There are deliberate contradictions in the style because the main character is a giant contradiction. Played by the charming young actor Romain Duris, we are pulled into his real estate terrorism (extortion of various kinds, kind of low level mob stuff) and then into an utterly high brow pianism as he tries to return to the concertizing career he once considered. So we go from bashing faces in to playing Bach on a Steinway.
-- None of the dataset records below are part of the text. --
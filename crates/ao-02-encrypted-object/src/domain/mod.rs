//! # Domain Layer
//!
//! Envelope entities, client configuration and errors.

pub mod entities;
pub mod errors;
pub mod value_objects;

pub use entities::{AudienceKey, EncryptedEnvelope, EnvelopeMetadata, ENVELOPE_VERSION};
pub use errors::ObjectStoreError;
pub use value_objects::{ObjectClientConfig, DEFAULT_TIMEOUT_MS};
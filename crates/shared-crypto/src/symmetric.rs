//! # Symmetric Encryption
//!
//! Payload encryption with XChaCha20-Poly1305 (default) or AES-256-GCM.
//!
//! ## Security Properties
//!
//! - **XChaCha20-Poly1305**: 192-bit nonce, constant-time ARX design
//! - **AES-256-GCM**: 96-bit nonce; used for per-audience key wraps

use crate::CryptoError;
use aes_gcm::Aes256Gcm;
use chacha20poly1305::{
    aead::{Aead, KeyInit},
    XChaCha20Poly1305, XNonce,
};
use serde::{Deserialize, Serialize};
use zeroize::Zeroize;

/// Secret key (256-bit).
#[derive(Clone, Zeroize)]
#[zeroize(drop)]
pub struct SecretKey([u8; 32]);

impl SecretKey {
    /// Create from bytes.
    pub fn from_bytes(bytes: [u8; 32]) -> Self {
        Self(bytes)
    }

    /// Create from a slice of exactly 32 bytes.
    pub fn from_slice(bytes: &[u8]) -> Result<Self, CryptoError> {
        let raw: [u8; 32] = bytes
            .try_into()
            .map_err(|_| CryptoError::InvalidKeyLength {
                expected: 32,
                actual: bytes.len(),
            })?;
        Ok(Self(raw))
    }

    /// Generate random key.
    pub fn generate() -> Self {
        let mut bytes = [0u8; 32];
        rand::RngCore::fill_bytes(&mut rand::thread_rng(), &mut bytes);
        Self(bytes)
    }

    /// Get inner bytes.
    pub fn as_bytes(&self) -> &[u8; 32] {
        &self.0
    }
}

/// Cipher selection.
#[derive(Clone, Copy, Debug, Default, PartialEq, Eq, Serialize, Deserialize)]
pub enum Cipher {
    /// XChaCha20-Poly1305 (default, side-channel immune)
    #[default]
    XChaCha20Poly1305,
    /// AES-256-GCM
    Aes256Gcm,
}

impl Cipher {
    /// Nonce length in bytes.
    pub const fn nonce_len(self) -> usize {
        match self {
            Cipher::XChaCha20Poly1305 => 24,
            Cipher::Aes256Gcm => 12,
        }
    }
}

/// Nonce for encryption; length depends on the cipher.
#[derive(Clone, Debug, PartialEq, Eq, Serialize, Deserialize)]
pub struct Nonce(Vec<u8>);

impl Nonce {
    /// Create from bytes, checking the length for `cipher`.
    pub fn from_bytes(cipher: Cipher, bytes: &[u8]) -> Result<Self, CryptoError> {
        if bytes.len() != cipher.nonce_len() {
            return Err(CryptoError::InvalidNonceLength {
                expected: cipher.nonce_len(),
                actual: bytes.len(),
            });
        }
        Ok(Self(bytes.to_vec()))
    }

    /// Generate a random nonce for `cipher`.
    pub fn generate(cipher: Cipher) -> Self {
        let mut bytes = vec![0u8; cipher.nonce_len()];
        rand::RngCore::fill_bytes(&mut rand::thread_rng(), &mut bytes);
        Self(bytes)
    }

    /// Get inner bytes.
    pub fn as_bytes(&self) -> &[u8] {
        &self.0
    }
}

/// Encrypt plaintext with XChaCha20-Poly1305.
///
/// Returns (ciphertext, nonce).
pub fn encrypt(key: &SecretKey, plaintext: &[u8]) -> Result<(Vec<u8>, Nonce), CryptoError> {
    encrypt_with(Cipher::XChaCha20Poly1305, key, plaintext)
}

/// Decrypt ciphertext with XChaCha20-Poly1305.
pub fn decrypt(key: &SecretKey, ciphertext: &[u8], nonce: &Nonce) -> Result<Vec<u8>, CryptoError> {
    decrypt_with(Cipher::XChaCha20Poly1305, key, ciphertext, nonce)
}

/// Encrypt plaintext with the selected cipher and a fresh nonce.
///
/// # Errors
///
/// Returns `CryptoError::EncryptionFailed` if encryption fails.
pub fn encrypt_with(
    cipher: Cipher,
    key: &SecretKey,
    plaintext: &[u8],
) -> Result<(Vec<u8>, Nonce), CryptoError> {
    let nonce = Nonce::generate(cipher);
    let ciphertext = match cipher {
        Cipher::XChaCha20Poly1305 => XChaCha20Poly1305::new(key.as_bytes().into())
            .encrypt(XNonce::from_slice(nonce.as_bytes()), plaintext),
        Cipher::Aes256Gcm => Aes256Gcm::new(key.as_bytes().into())
            .encrypt(aes_gcm::Nonce::from_slice(nonce.as_bytes()), plaintext),
    }
    .map_err(|e| CryptoError::EncryptionFailed(e.to_string()))?;

    Ok((ciphertext, nonce))
}

/// Decrypt ciphertext with the selected cipher.
///
/// # Errors
///
/// Returns `CryptoError::DecryptionFailed` on a wrong key or tampered input.
pub fn decrypt_with(
    cipher: Cipher,
    key: &SecretKey,
    ciphertext: &[u8],
    nonce: &Nonce,
) -> Result<Vec<u8>, CryptoError> {
    if nonce.as_bytes().len() != cipher.nonce_len() {
        return Err(CryptoError::InvalidNonceLength {
            expected: cipher.nonce_len(),
            actual: nonce.as_bytes().len(),
        });
    }
    match cipher {
        Cipher::XChaCha20Poly1305 => XChaCha20Poly1305::new(key.as_bytes().into())
            .decrypt(XNonce::from_slice(nonce.as_bytes()), ciphertext),
        Cipher::Aes256Gcm => Aes256Gcm::new(key.as_bytes().into())
            .decrypt(aes_gcm::Nonce::from_slice(nonce.as_bytes()), ciphertext),
    }
    .map_err(|e| CryptoError::DecryptionFailed(e.to_string()))
}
This is great. I like the premise. This ends up being the only real premise, however. There are nuances--he sleeps with the opposing mobsters girlfriend as well as his best friend's girlfriend, he has a Chinese piano coach who knows no French (and he knows no Chinese), his father is a bit of a douchebag and yet the son tries to help with his mobster doings, and so on. It's pretty fascinating and yet it all ties to the one large idea of a man searching for his better self. So the problem is a story that has more meat and sense of progression to it. Yes, we eventually get to the recital tryout, as expected, but it's too expected. A little.

There is problem in the filmmaking, too, and for me it is partly editing and partly overall direction, which leads in the end to a flatter character development than a movie like this demands. I mean, compare the characters to those in something like "Midnight Cowboy" or even the contemporary French film "The Piano Teacher" and you'll find a different way of building intensity and meaning. I'm also thinking Duris is more Richard Gere than Al Pacino, in terms of sheer ability.

Because a lot of the effect of the movie is kinetic, or the opposite of kinetic (in the piano scenes), I recommend seeing it big big screen. Which I did. That propels the many scenes of violence and might help keep them from being redundant. There are unlikely moments (landing the girlfriend in the bathroom, even for a hottie like Duris, is taking improbable film noir detective sex appeal rather far), and in a highly realistic film, almost cinema-verite at times, this chips away at the whole. It reveals a feeling of being a movie built on movie-making tricks too often to pull you totally inside.

See it? By all means. It has moments, it has interest, it has fun themes (like the language barriers throughout). It really had potential. But have some perspective on it, too.